What is being asked =>
Scan the material for the string "score" and copy out every line in which it occurs.

Exercise materials =>
-.-.-

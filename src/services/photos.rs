//! Stock-photo search.

use anyhow::Result;

/// Abstraction over a photo provider (e.g., Pexels).
#[async_trait::async_trait]
pub trait PhotoSearch: Send + Sync {
    /// Returns image URLs for `query` in provider order. Implementations
    /// fail when fewer than [`MIN_PHOTOS`] are available.
    async fn search_photos(&self, query: &str) -> Result<Vec<String>>;
}

/// A destination needs two photos for its card.
pub const MIN_PHOTOS: usize = 2;
use std::collections::BTreeMap;
use std::sync::Mutex;

use async_trait::async_trait;
use serde_json::Value;

use super::{Document, DocumentPath, DocumentStore, Query, Write};
use crate::error::StoreError;

type Collections = BTreeMap<String, BTreeMap<String, Value>>;

/// In-process store. Commits apply under one lock, so they are atomic.
#[derive(Debug, Default)]
pub struct MemoryStore {
    collections: Mutex<Collections>,
}

impl MemoryStore {
    pub fn new() -> Self {
        Self::default()
    }

    /// Number of documents currently held in `collection`.
    pub fn len(&self, collection: &str) -> usize {
        self.lock()
            .map(|c| c.get(collection).map_or(0, BTreeMap::len))
            .unwrap_or(0)
    }

    fn lock(&self) -> Result<std::sync::MutexGuard<'_, Collections>, StoreError> {
        self.collections
            .lock()
            .map_err(|_| StoreError::Backend("memory store lock poisoned".to_string()))
    }
}

#[async_trait]
impl DocumentStore for MemoryStore {
    async fn get(&self, path: &DocumentPath) -> Result<Option<Value>, StoreError> {
        let collections = self.lock()?;
        Ok(collections
            .get(&path.collection)
            .and_then(|docs| docs.get(&path.id))
            .cloned())
    }

    async fn query(&self, collection: &str, query: &Query) -> Result<Vec<Document>, StoreError> {
        let documents = {
            let collections = self.lock()?;
            collections
                .get(collection)
                .map(|docs| {
                    docs.iter()
                        .map(|(id, data)| Document {
                            id: id.clone(),
                            data: data.clone(),
                        })
                        .collect()
                })
                .unwrap_or_default()
        };
        Ok(query.apply(documents))
    }

    async fn commit(&self, writes: &[Write]) -> Result<(), StoreError> {
        let mut collections = self.lock()?;
        for write in writes {
            match write {
                Write::Set { path, data } => {
                    collections
                        .entry(path.collection.clone())
                        .or_default()
                        .insert(path.id.clone(), data.clone());
                }
                Write::Delete { path } => {
                    if let Some(docs) = collections.get_mut(&path.collection) {
                        docs.remove(&path.id);
                    }
                }
            }
        }
        Ok(())
    }
}

#[cfg(test)]
mod tests {
    use super::*;
    use serde_json::json;

    #[tokio::test]
    async fn test_set_then_get() {
        let store = MemoryStore::new();
        let path = DocumentPath::new("city-safety", "lima-peru");
        store.set(&path, json!({"score": 61})).await.unwrap();

        assert_eq!(store.get(&path).await.unwrap(), Some(json!({"score": 61})));
        assert_eq!(store.len("city-safety"), 1);
    }

    #[tokio::test]
    async fn test_missing_document_is_none() {
        let store = MemoryStore::new();
        let path = DocumentPath::new("city-safety", "nowhere");
        assert_eq!(store.get(&path).await.unwrap(), None);
    }

    #[tokio::test]
    async fn test_commit_applies_delete_then_set() {
        let store = MemoryStore::new();
        let old = DocumentPath::new("cost-of-living", "Malmö-Sweden");
        let new = DocumentPath::new("cost-of-living", "malmo-sweden");
        store.set(&old, json!({"city": "Malmö"})).await.unwrap();

        store
            .commit(&[
                Write::Delete { path: old.clone() },
                Write::Set {
                    path: new.clone(),
                    data: json!({"city": "Malmö"}),
                },
            ])
            .await
            .unwrap();

        assert_eq!(store.get(&old).await.unwrap(), None);
        assert!(store.get(&new).await.unwrap().is_some());
    }

    #[tokio::test]
    async fn test_query_returns_id_order() {
        let store = MemoryStore::new();
        for id in ["c", "a", "b"] {
            store
                .set(&DocumentPath::new("top-destinations", id), json!({"id": id}))
                .await
                .unwrap();
        }

        let docs = store.query("top-destinations", &Query::new()).await.unwrap();
        let ids: Vec<_> = docs.iter().map(|d| d.id.as_str()).collect();
        assert_eq!(ids, vec!["a", "b", "c"]);
    }
}
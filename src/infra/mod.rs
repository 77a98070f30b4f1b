//! Concrete HTTP clients for the provider traits in [`crate::services`].

pub mod google;
pub mod pexels;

-.-.-

Task output =>
        store.set(&path, json!({"score": 61})).await.unwrap();
        assert_eq!(store.get(&path).await.unwrap(), Some(json!({"score": 61})));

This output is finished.